In this study, acetate activated the downstream pathway by binding to its receptor GPR43. GPR43 has an essential function in the organization's metabolism and inflammation [54]. Our findings showed that acetate binds to the GPR43 receptor to reduce inflammation. Increasingly, studies have found that GPR43 regulates inflammatory responses differently in various settings. In a mouse model of gout, GPR43 was an essential requirement for activation of inflammasomes [55]. However, in another study [56], GPR43 inhibited the activation of inflammasomes by decreasing [Ca2+]i. This difference may be related to different disease backgrounds, cell types, and dosing concentrations. On the other hand, GPR43 has multiple beneficial effects on lipid and glucose metabolism in humans by regulating AMPK [46]. AMPK is an important sensor of cytoenergy and an adjuster of metabolic energy homeostasis at the whole-body level [57]. Compared with studies on the role of AMPK in metabolism, its role in innate immune regulation has been less well investigated. In our study, GPR43 attenuated the inflammatory response by regulating the AMPK pathway to maintain epithelial barrier function both in vivo and in vitro models. Recent findings have emphasized the importance of AMPK in regulating the assembly of epithelial TJs and maintaining epithelial barrier function [44, 58] rather than its function as a metabolic sensor. Activation of AMPKα/P53 signaling can inhibit influenza-induced inflammatory lung injury [59]. Consistent with our findings, Olivier [60] identified the role of AMPK in modulating the repair of mucosa and the regeneration of epithelium after colonic injury. The role of the AMPK pathway in immunity and inflammation requires further exploration.

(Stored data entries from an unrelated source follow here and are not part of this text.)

//! FOLIO Cache
//!
//! Memoization of event streams: keys, tri-state validities, in-memory
//! and file-backed stores, and the coordinator that decides between
//! replaying a stored stream and producing a fresh one.

#![warn(missing_docs)]
#![warn(clippy::all)]

pub mod coordinator;
pub mod fs;
pub mod key;
pub mod store;
pub mod validity;

pub use coordinator::{CacheConfig, CacheCoordinator, CacheOutcome, CachePolicy, CoordinatorStats, Memoizable};
pub use fs::{FsStore, FsStoreConfig};
pub use key::CacheKey;
pub use store::{CacheEntry, CacheError, CacheStore, MemoryStore, StoreStats};
pub use validity::{Validity, ValidityState, now_ms};
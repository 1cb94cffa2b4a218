//! FOLIO Runtime
//!
//! Serves requests against a compiled sitemap: resolves the stage path for
//! the request, applies the requested view, wires the stages into a push
//! chain and runs it with the cacheable prefix memoized.

#![warn(missing_docs)]
#![warn(clippy::all)]

pub mod assembler;
pub mod builtin;
pub mod chain;
pub mod context;
pub mod engine;
pub mod error;
pub mod registry;
pub mod stage;

pub use builtin::{FileSource, IdentityTransform, ParametersSource, TextSink, TextSource, WrapTransform, XmlSink};
pub use chain::{CancelGate, Link, with_chain};
pub use context::{AcquiredStage, ExecutionContext, Request, Response, StageLease};
pub use engine::{Engine, EngineConfig};
pub use error::ProcessingError;
pub use registry::{StageArgs, StageProvider, StageRegistry};
pub use stage::{Cacheable, Sink, Source, StageEnv, StageInstance, Transform};
pub use tokio_util::sync::CancellationToken;
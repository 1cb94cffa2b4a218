//! FOLIO Core Types
//!
//! Pure types shared by every FOLIO crate: identifiers, content hashes,
//! request parameters and the core error. No I/O happens here.

#![warn(missing_docs)]
#![warn(clippy::all)]

pub mod error;
pub mod hash;
pub mod id;
pub mod params;

// Re-exports
pub use error::{CoreError, CoreResult};
pub use hash::Hash;
pub use id::{ExecutionId, NodeId};
pub use params::Parameters;
//! Request-time errors.

use folio_events::StreamError;

/// Error that aborts one execution
///
/// Output already handed to the sink when the error occurred is discarded.
#[derive(Debug, Clone, PartialEq, Eq, thiserror::Error)]
pub enum ProcessingError {
    /// Requested view is not declared anywhere
    #[error("unknown view '{view}'")]
    UnknownView { view: String },

    /// Requested view is declared but its owner is not on the resolved path
    #[error("view '{view}' does not apply to the resolved path")]
    ViewNotReached { view: String },

    /// Resolved stages do not form source, transforms, sink
    #[error("malformed pipeline: {reason}")]
    MalformedChain { reason: String },

    /// No factory for the stage
    #[error("no {role} stage of type '{type_id}' is registered")]
    UnknownStage { role: String, type_id: String },

    /// Factory rejected the stage's parameters
    #[error("stage '{type_id}' could not be created: {message}")]
    StageInit { type_id: String, message: String },

    /// A `{name}` placeholder had no request parameter
    #[error("stage '{type_id}': {message}")]
    Parameter { type_id: String, message: String },

    /// Failure inside the event chain
    #[error(transparent)]
    Stream(StreamError),

    /// The caller cancelled the execution
    #[error("execution cancelled")]
    Cancelled,
}

impl ProcessingError {
    /// Shorthand for a malformed chain
    pub fn malformed(reason: impl Into<String>) -> Self {
        Self::MalformedChain {
            reason: reason.into(),
        }
    }
}

impl From<StreamError> for ProcessingError {
    fn from(err: StreamError) -> Self {
        match err {
            StreamError::Cancelled => Self::Cancelled,
            other => Self::Stream(other),
        }
    }
}
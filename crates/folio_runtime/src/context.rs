//! Per-request state.

use crate::registry::StageProvider;
use crate::stage::{StageEnv, StageInstance};
use folio_cache::CacheOutcome;
use folio_core::{ExecutionId, NodeId, Parameters};
use folio_plan::EvalContext;
use serde::{Deserialize, Serialize};
use std::sync::Arc;
use tokio_util::sync::CancellationToken;

/// An execution request
#[derive(Debug, Clone, Default, PartialEq, Eq, Serialize, Deserialize)]
pub struct Request {
    /// Request path
    pub path: String,
    /// Request parameters
    #[serde(default)]
    pub parameters: Parameters,
    /// View to render instead of the full pipeline
    #[serde(default)]
    pub view: Option<String>,
}

impl Request {
    /// Request for `path` with no parameters
    #[must_use]
    pub fn new(path: impl Into<String>) -> Self {
        Self {
            path: path.into(),
            ..Self::default()
        }
    }

    /// Add a parameter
    #[must_use]
    pub fn with_param(mut self, name: impl Into<String>, value: impl Into<String>) -> Self {
        self.parameters.insert(name, value);
        self
    }

    /// Select a view
    #[must_use]
    pub fn with_view(mut self, view: impl Into<String>) -> Self {
        self.view = Some(view.into());
        self
    }
}

/// Result of a successful execution
#[derive(Debug, Clone, PartialEq, Eq)]
pub struct Response {
    /// Execution that produced it
    pub execution: ExecutionId,
    /// MIME type reported by the sink
    pub mime_type: String,
    /// Serialized body
    pub body: Vec<u8>,
    /// What the cache did for the cacheable prefix
    pub cache: CacheOutcome,
}

impl Response {
    /// Body as UTF-8 text, lossy
    #[must_use]
    pub fn body_text(&self) -> String {
        String::from_utf8_lossy(&self.body).into_owned()
    }
}

/// A stage acquired for the current execution
#[derive(Debug)]
pub struct AcquiredStage {
    /// Node the stage was created for
    pub node: NodeId,
    /// Registered type
    pub type_id: String,
    /// The live stage
    pub instance: StageInstance,
}

/// Owns acquired stages and releases each exactly once on drop
pub struct StageLease {
    provider: Arc<dyn StageProvider>,
    stages: Vec<AcquiredStage>,
}

impl StageLease {
    /// Empty lease returning stages to `provider`
    #[must_use]
    pub fn new(provider: Arc<dyn StageProvider>) -> Self {
        Self {
            provider,
            stages: Vec::new(),
        }
    }

    /// Take ownership of an acquired stage
    pub fn push(&mut self, stage: AcquiredStage) {
        self.stages.push(stage);
    }

    /// Acquired stages in chain order
    #[must_use]
    pub fn stages(&self) -> &[AcquiredStage] {
        &self.stages
    }

    /// Mutable access for wiring
    pub fn stages_mut(&mut self) -> &mut [AcquiredStage] {
        &mut self.stages
    }

    /// Number of held stages
    #[must_use]
    pub fn len(&self) -> usize {
        self.stages.len()
    }

    /// Whether nothing is held
    #[must_use]
    pub fn is_empty(&self) -> bool {
        self.stages.is_empty()
    }
}

impl Drop for StageLease {
    fn drop(&mut self) {
        for stage in self.stages.drain(..) {
            self.provider.release(&stage.type_id, stage.instance);
        }
    }
}

/// State of one execution
pub struct ExecutionContext<'r> {
    /// Unique execution id
    pub id: ExecutionId,
    /// The request being served
    pub request: &'r Request,
    /// Cancellation signal from the caller
    pub cancel: CancellationToken,
    /// Stages acquired so far
    pub lease: StageLease,
}

impl<'r> ExecutionContext<'r> {
    /// Start an execution
    #[must_use]
    pub fn new(request: &'r Request, provider: Arc<dyn StageProvider>, cancel: CancellationToken) -> Self {
        Self {
            id: ExecutionId::new(),
            request,
            cancel,
            lease: StageLease::new(provider),
        }
    }

    /// Request path
    #[must_use]
    pub fn path(&self) -> &str {
        &self.request.path
    }

    /// Request parameters
    #[must_use]
    pub fn params(&self) -> &Parameters {
        &self.request.parameters
    }

    /// Active view, if any
    #[must_use]
    pub fn view(&self) -> Option<&str> {
        self.request.view.as_deref()
    }

    /// What select tests see
    #[must_use]
    pub fn eval_context(&self) -> EvalContext<'r> {
        EvalContext::new(&self.request.path, &self.request.parameters)
    }

    /// What sources see
    #[must_use]
    pub fn stage_env(&self) -> StageEnv<'r> {
        StageEnv {
            execution: self.id,
            path: &self.request.path,
            request: &self.request.parameters,
        }
    }
}
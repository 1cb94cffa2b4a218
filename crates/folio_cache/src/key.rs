//! Cache keys.

use folio_core::Hash;
use serde::{Deserialize, Serialize};
use std::fmt;

/// Opaque, comparable cache key
#[derive(Debug, Clone, PartialEq, Eq, Hash, PartialOrd, Ord, Serialize, Deserialize)]
#[serde(transparent)]
pub struct CacheKey(String);

impl CacheKey {
    /// Wrap a key string
    #[must_use]
    pub fn new(key: impl Into<String>) -> Self {
        Self(key.into())
    }

    /// Compose a chain key from ordered `(stage type, stage key)` parts
    ///
    /// Parts are length-prefixed so that no two part lists compose to the
    /// same key.
    #[must_use]
    pub fn compose<'a, I>(parts: I) -> Self
    where
        I: IntoIterator<Item = (&'a str, &'a CacheKey)>,
    {
        let mut out = String::new();
        for (type_id, key) in parts {
            if !out.is_empty() {
                out.push('|');
            }
            out.push_str(&format!("{}:{}:{}:{}", type_id.len(), type_id, key.0.len(), key.0));
        }
        Self(out)
    }

    /// Key string
    #[must_use]
    pub fn as_str(&self) -> &str {
        &self.0
    }

    /// BLAKE3 digest of the key, used for file naming
    #[must_use]
    pub fn digest(&self) -> Hash {
        Hash::compute(self.0.as_bytes())
    }
}

impl fmt::Display for CacheKey {
    fn fmt(&self, f: &mut fmt::Formatter<'_>) -> fmt::Result {
        f.write_str(&self.0)
    }
}

impl From<&str> for CacheKey {
    fn from(s: &str) -> Self {
        Self::new(s)
    }
}

impl From<String> for CacheKey {
    fn from(s: String) -> Self {
        Self(s)
    }
}

#[cfg(test)]
mod tests {
    use super::*;

    #[test]
    fn test_compose_is_ordered() {
        let a = CacheKey::new("a");
        let b = CacheKey::new("b");
        let ab = CacheKey::compose([("text", &a), ("wrap", &b)]);
        let ba = CacheKey::compose([("wrap", &b), ("text", &a)]);
        assert_ne!(ab, ba);
        assert_eq!(ab, CacheKey::compose([("text", &a), ("wrap", &b)]));
    }

    #[test]
    fn test_compose_is_unambiguous() {
        let one = CacheKey::compose([("t", &CacheKey::new("x|y"))]);
        let two = CacheKey::compose([("t", &CacheKey::new("x")), ("y", &CacheKey::new(""))]);
        assert_ne!(one, two);
    }

    #[test]
    fn test_digest_stable() {
        let key = CacheKey::new("k1");
        assert_eq!(key.digest(), CacheKey::from("k1").digest());
        assert_ne!(key.digest(), CacheKey::new("k2").digest());
        assert_eq!(key.to_string(), "k1");
    }
}
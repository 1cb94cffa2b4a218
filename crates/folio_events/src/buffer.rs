//! Recorded event sequences.

use crate::encoding::CanonicalEncode;
use crate::event::Event;
use crate::handler::{ContentHandler, StreamError};
use serde::{Deserialize, Serialize};

/// An owned, ordered batch of events that can be replayed
#[derive(Debug, Clone, Default, PartialEq, Eq, Serialize, Deserialize)]
pub struct EventBuffer {
    events: Vec<Event>,
}

impl EventBuffer {
    /// Create an empty buffer
    #[must_use]
    pub fn new() -> Self {
        Self { events: Vec::new() }
    }

    /// Append an event
    pub fn push(&mut self, event: Event) {
        self.events.push(event);
    }

    /// Recorded events
    #[must_use]
    pub fn events(&self) -> &[Event] {
        &self.events
    }

    /// Take ownership of the recorded events
    #[must_use]
    pub fn into_events(self) -> Vec<Event> {
        self.events
    }

    /// Number of recorded events
    #[must_use]
    pub fn len(&self) -> usize {
        self.events.len()
    }

    /// Whether nothing was recorded
    #[must_use]
    pub fn is_empty(&self) -> bool {
        self.events.is_empty()
    }

    /// Push every recorded event, in order, into `out`
    ///
    /// # Errors
    ///
    /// Stops at and returns the first handler error
    pub fn replay(&self, out: &mut dyn ContentHandler) -> Result<(), StreamError> {
        for event in &self.events {
            out.handle(event.clone())?;
        }
        Ok(())
    }
}

impl From<Vec<Event>> for EventBuffer {
    fn from(events: Vec<Event>) -> Self {
        Self { events }
    }
}

impl ContentHandler for EventBuffer {
    fn handle(&mut self, event: Event) -> Result<(), StreamError> {
        self.events.push(event);
        Ok(())
    }
}

impl CanonicalEncode for EventBuffer {}

#[cfg(test)]
mod tests {
    use super::*;

    fn sample() -> Vec<Event> {
        vec![
            Event::StartDocument,
            Event::start("doc"),
            Event::text("hello"),
            Event::end("doc"),
            Event::EndDocument,
        ]
    }

    #[test]
    fn test_buffer_records() {
        let mut buffer = EventBuffer::new();
        for event in sample() {
            buffer.handle(event).unwrap();
        }
        assert_eq!(buffer.len(), 5);
        assert_eq!(buffer.events(), sample().as_slice());
    }

    #[test]
    fn test_replay_preserves_order() {
        let buffer = EventBuffer::from(sample());
        let mut out: Vec<Event> = Vec::new();
        buffer.replay(&mut out).unwrap();
        assert_eq!(out, sample());
    }

    #[test]
    fn test_replay_stops_on_error() {
        struct StopAfter(usize);
        impl ContentHandler for StopAfter {
            fn handle(&mut self, _event: Event) -> Result<(), StreamError> {
                if self.0 == 0 {
                    return Err(StreamError::Cancelled);
                }
                self.0 -= 1;
                Ok(())
            }
        }

        let buffer = EventBuffer::from(sample());
        let mut out = StopAfter(2);
        assert_eq!(buffer.replay(&mut out), Err(StreamError::Cancelled));
    }

    #[test]
    fn test_empty_buffer() {
        let buffer = EventBuffer::default();
        assert!(buffer.is_empty());
        assert!(buffer.into_events().is_empty());
    }
}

In the present study, the GM metabolite acetate exerted anti-inflammatory effects through the GPR43-AMPK pathway. Several studies have proposed a regulatory role of GM and metabolites on type I interferons (IFNs) [50, 61]. The GM not only influences the acquired immune response, but it also affects adaptive immunity. Ichinohe [62] showed that the composition of the GM modulates the production of IAV-specific T cells (CD4 and CD8) and the antibody response after IAV infection. However, more research is warranted to provide an accurate understanding of how GM dysregulation affects inflammation both locally and systemically. There are several limitations in our study. First, it should be noted that although the 16S rRNA gene sequencing is widely used for microbiota characterization, it is limited in its ability to reveal genetic contents compared to metagenomic sequencing [63]. Second, it remains unclear the impact of IAV infection on SCFAs in human BALF sample. In addition, because of the multiple characteristics of the FMT and GPR43-AMPK pathways, more studies are needed to explore the pathways that mediate IAV progression after GM disorder.

Conclusion

This work found that the GM metabolite acetate protected barrier function via the GPR43-AMPK pathway during IAV progression. Our findings suggested that bidirectional crosstalk between the gut and the lungs is critical in the fight against IAV infection. Furthermore, this work identified acetate, a microbiota metabolite, as a potentially important agent for the treatment of acute lung injury due to IAV infection in critically ill patients. Since there are limited preventive and therapeutic measures available for respiratory viral infections such as IAV infections and SARS-CoV-2 infection, the latter of which causes COVID-19, our findings may be helpful in designing strategies for interventions against respiratory viral infections in the future.